The Joint Forum , which comprises of an equal number of senior banks, insurance and securities supervisors from the Basel Committee on Banking Supervision (BCBS), the International Organization of Securities Commissions (IOSCO) and the International Association of Insurance Supervisors (IAIS), was established in 1996 to deal with issues common to the banking, securities and insurance sectors, including the regulation of financial conglomerates. 

  The Joint Forum has released its Report on development in modeling risk aggregation, which it calls an essential reading for firms considering ways to make more effective use of risk aggregation methods, and for supervisors wanting to understand firms' use of risk aggregation models to help identify shortcomings in a firm's approach.

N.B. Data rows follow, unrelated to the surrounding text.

//! Synthetic crime data for the SafeRoute engine.
//!
//! Responsibilities:
//! - Generate a deterministic crime dataset for a fixed table of areas.
//! - Materialize it once and answer location, grid, area and aggregate
//!   queries from in-memory indices.
//!
//! Boundaries:
//! - Do not encode scoring rules (live in `saferoute-scorer`).
//! - No I/O and no persistence; the dataset lives for the process.
//!
//! Invariants:
//! - Identical inputs produce identical datasets.
//! - Every hourly pattern sums to `1.0`; every severity lies inside its
//!   crime type's declared range.
//! - No global mutable state.

#![forbid(unsafe_code)]

mod error;
pub mod generator;
mod service;

pub use error::QueryError;
pub use generator::{CrimeDataGenerator, RECORDS_PER_AREA, Trend, TrendDirection};
pub use service::{CrimeDataService, StatisticsFilter, weighted_severity_score};
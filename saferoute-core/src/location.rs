//! Geographic points, validated locations and the ~1 km grid.
//!
//! Coordinates are WGS84 degrees. Conversions into `geo` types use
//! `x = longitude` and `y = latitude`.

use std::fmt;

use geo::{Distance, Haversine, Point};
use serde::{Deserialize, Serialize};

use crate::InvalidInputError;

/// Side length of a grid cell in degrees (about 1.1 km of latitude).
pub const GRID_CELL_DEGREES: f64 = 0.01;

const METRES_PER_KILOMETRE: f64 = 1_000.0;

/// A latitude/longitude pair.
///
/// # Examples
/// ```
/// use saferoute_core::GeoPoint;
///
/// let mission = GeoPoint::new(37.7599, -122.4148);
/// let castro = GeoPoint::new(37.7609, -122.4350);
/// let km = mission.distance_km(&castro);
/// assert!(km > 1.5 && km < 2.0);
/// ```
#[derive(Debug, Clone, Copy, PartialEq, Serialize, Deserialize)]
pub struct GeoPoint {
    /// Latitude in degrees.
    pub lat: f64,
    /// Longitude in degrees.
    pub lng: f64,
}

impl GeoPoint {
    /// Construct a point without validation.
    #[must_use]
    pub const fn new(lat: f64, lng: f64) -> Self {
        Self { lat, lng }
    }

    /// Construct a point, rejecting non-finite or out-of-range coordinates.
    ///
    /// # Errors
    /// Returns [`InvalidInputError`] describing the first failed check.
    pub fn validated(lat: f64, lng: f64) -> Result<Self, InvalidInputError> {
        let point = Self::new(lat, lng);
        point.validate()?;
        Ok(point)
    }

    /// Check that both coordinates are finite and within WGS84 bounds.
    ///
    /// # Errors
    /// Returns [`InvalidInputError`] describing the first failed check.
    pub fn validate(&self) -> Result<(), InvalidInputError> {
        if !self.lat.is_finite() || !self.lng.is_finite() {
            return Err(InvalidInputError::NonFiniteCoordinate {
                lat: self.lat,
                lng: self.lng,
            });
        }
        if !(-90.0..=90.0).contains(&self.lat) {
            return Err(InvalidInputError::LatitudeOutOfRange { lat: self.lat });
        }
        if !(-180.0..=180.0).contains(&self.lng) {
            return Err(InvalidInputError::LongitudeOutOfRange { lng: self.lng });
        }
        Ok(())
    }

    /// Great-circle distance to `other` in kilometres.
    #[must_use]
    #[expect(
        clippy::float_arithmetic,
        reason = "unit conversion from metres to kilometres"
    )]
    pub fn distance_km(&self, other: &Self) -> f64 {
        Haversine.distance(Point::from(*self), Point::from(*other)) / METRES_PER_KILOMETRE
    }

    /// Arithmetic midpoint of two points.
    ///
    /// Adequate for the short segments a route is made of; it does not
    /// handle antimeridian crossings.
    #[must_use]
    pub fn midpoint(&self, other: &Self) -> Self {
        Self::new(
            f64::midpoint(self.lat, other.lat),
            f64::midpoint(self.lng, other.lng),
        )
    }
}

impl From<GeoPoint> for Point<f64> {
    fn from(point: GeoPoint) -> Self {
        Self::new(point.lng, point.lat)
    }
}

/// A point to score, optionally enriched by the location validator.
///
/// # Examples
/// ```
/// use saferoute_core::Location;
///
/// let location = Location::new(37.7849, -122.4094)
///     .unwrap()
///     .with_neighborhood("Union Square")
///     .with_lighting_level(88.0);
/// assert_eq!(location.neighborhood.as_deref(), Some("Union Square"));
/// assert!(Location::new(f64::NAN, 0.0).is_err());
/// ```
#[derive(Debug, Clone, PartialEq, Serialize, Deserialize)]
pub struct Location {
    /// Coordinates of the location.
    #[serde(flatten)]
    pub point: GeoPoint,
    /// Neighborhood name resolved by the validator, if any.
    #[serde(default, skip_serializing_if = "Option::is_none")]
    pub neighborhood: Option<String>,
    /// Street lighting metric for this exact spot (`0..=100`), if known.
    #[serde(default, skip_serializing_if = "Option::is_none")]
    pub lighting_level: Option<f64>,
}

impl Location {
    /// Validate coordinates and construct a bare location.
    ///
    /// # Errors
    /// Returns [`InvalidInputError`] for non-finite or out-of-range input.
    pub fn new(lat: f64, lng: f64) -> Result<Self, InvalidInputError> {
        Ok(Self::from_point(GeoPoint::validated(lat, lng)?))
    }

    /// Wrap an existing point without enrichment.
    #[must_use]
    pub const fn from_point(point: GeoPoint) -> Self {
        Self {
            point,
            neighborhood: None,
            lighting_level: None,
        }
    }

    /// Attach a neighborhood name.
    #[must_use]
    pub fn with_neighborhood(mut self, neighborhood: impl Into<String>) -> Self {
        self.neighborhood = Some(neighborhood.into());
        self
    }

    /// Attach a lighting metric, clamped into `0..=100`.
    #[must_use]
    pub fn with_lighting_level(mut self, lighting_level: f64) -> Self {
        self.lighting_level = Some(lighting_level.clamp(0.0, 100.0));
        self
    }

    /// Re-run coordinate validation on a location built from untrusted data.
    ///
    /// # Errors
    /// Returns [`InvalidInputError`] for non-finite or out-of-range input.
    pub fn validate(&self) -> Result<(), InvalidInputError> {
        self.point.validate()
    }
}

/// Identifier of the ~1 km² bucket that indexes crime records.
///
/// The id is `grid_{floor(lat × 100)}_{floor(lng × 100)}`.
#[derive(Debug, Clone, PartialEq, Eq, Hash, PartialOrd, Ord, Serialize, Deserialize)]
#[serde(transparent)]
pub struct GridCellId(String);

impl GridCellId {
    /// Return the cell containing `point`.
    #[must_use]
    pub fn containing(point: &GeoPoint) -> Self {
        Self(format!(
            "grid_{}_{}",
            grid_bucket(point.lat),
            grid_bucket(point.lng)
        ))
    }

    /// Wrap a raw identifier, e.g. one received from a caller.
    #[must_use]
    pub fn from_raw(raw: impl Into<String>) -> Self {
        Self(raw.into())
    }

    /// Borrow the identifier text.
    #[must_use]
    pub fn as_str(&self) -> &str {
        &self.0
    }
}

impl fmt::Display for GridCellId {
    fn fmt(&self, f: &mut fmt::Formatter<'_>) -> fmt::Result {
        f.write_str(&self.0)
    }
}

#[expect(
    clippy::float_arithmetic,
    clippy::cast_possible_truncation,
    reason = "bucketing floors a bounded coordinate into an integer index"
)]
fn grid_bucket(degrees: f64) -> i64 {
    (degrees / GRID_CELL_DEGREES).floor() as i64
}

The reports key findings include:
  • Despite recent advances, models currently in use have not adapted to support all the functions and decisions for which they are now used. Firms using these models may not fully understand the risks they face, including tail events.
  • While some firms are addressing these issues - particularly the treatment of tail events - others are not.
  • Firms face a range of practical challenges when modeling risk aggregation. These include managing the volume and quality of data and communicating results in a meaningful way. Despite these challenges, the Joint Forum found that firms have little or no appetite for fundamentally reassessing or reviewing how risk aggregation processes are managed.
  • In carrying out their responsibilities, supervisors generally do not rely on aggregation models currently used by firms as they are generally considered a "work in progress" with best practices yet to be established. Substantial improvements and refinements in methods - particularly in aggregating across risk classes - are needed before supervisors are likely to be comfortable in placing reliance on these models for supervisory purposes.
  The key recommendations made in the report are :  
  • Firms should improve their risk aggregation techniques, for example by reassessing and reorienting models according to their purpose and function. Such improvements will assist firms to better comprehend the risks they face.
  • Firms using models for risk identification and monitoring purposes should ensure they are sufficiently sensitive, granular, flexible and clear. Models used for capital adequacy and solvency purposes should be improved to better reflect tail events.
  • Supervisors should recognize the risks posed by continued use of current aggregation processes and methods. Supervisors are urged to communicate their concerns to firms while highlighting the benefits of appropriately calibrated and well-functioning aggregation models for improved decision making and risk management. Supervisors should work with firms to implement these improvements.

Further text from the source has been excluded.